There have been so many tidbits, columns and big, whopping features that have captured my attention from this weekend's editions of the L.A. Times I thought I'd point 'em out.


  • The Points West column by Steve Lopez consistently is some of the best the paper has to offer. Today, it examines weather-independent atmospheric differences between L.A. and D.C.: "[I]t's quite tense here. Cabbies listen to NPR. That's how tense."
  • The weekend's L.A. Times Magazine is a special Silicon Valley Issue. Lots about Buck's and bucks, Five Reasons to Hope (interesting, but too narrow), an unreformed sock puppet and a mostly reformed hacker. (The tirading lawyer might be my favorite: "There were all these 20-year-olds all over the place, going on about 'eyeballs' and 'mindshare' and riding their stupid scooters back and forth to their offices, and I was simultaneously wanting to puke and jealous as hell.") There's also some propitious news for Dave, as the Times reports that "Boston comes closest to matching Silicon Valley in terms of its breadth of technology and ability to reinvent itself."

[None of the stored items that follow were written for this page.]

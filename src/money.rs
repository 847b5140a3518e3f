//! Money arithmetic on `rust_decimal`
//!
//! Prices travel as `f64` on the wire and in storage. Sums are computed as
//! `Decimal` so the result does not depend on summation order, and are
//! converted back to `f64` only at the edge.

use rust_decimal::prelude::*;

/// Cents
const DECIMAL_PLACES: u32 = 2;

/// Largest accepted unit price
pub const MAX_PRICE: f64 = 1_000_000.0;
/// Largest accepted quantity per line item
pub const MAX_QUANTITY: u32 = 9999;

/// Convert a wire price into a `Decimal`. `None` for NaN and infinities.
pub fn to_decimal(value: f64) -> Option<Decimal> {
    if !value.is_finite() {
        return None;
    }
    Decimal::from_f64(value)
}

/// `unit_price × quantity`, or `None` when the price is not a usable number
pub fn line_total(unit_price: f64, quantity: u32) -> Option<Decimal> {
    to_decimal(unit_price)?.checked_mul(Decimal::from(quantity))
}

/// Round to cents, half-up (midpoint away from zero): 0.125 becomes 0.13
pub fn round_money(value: Decimal) -> Decimal {
    value.round_dp_with_strategy(DECIMAL_PLACES, RoundingStrategy::MidpointAwayFromZero)
}

/// Back to `f64` for serialization
pub fn to_f64(value: Decimal) -> f64 {
    value.to_f64().unwrap_or_default()
}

  • From today's Business section, an article on automotive manufacturers following in the footsteps of Dell.
  • From today's Travel section, an article about mistakenly low Web-advertised fares or rates. (Ouch—$850/night, over-water Bora Bora bungalows, listed for $85/night; people tried to book them for two months at a stretch.)
  • From yesterday's Business section, an article about the Navy and Marines sending troops to the Middle East with "a weapon of mass information: a high-definition digital camera" (to generate digital Movietone newsreels).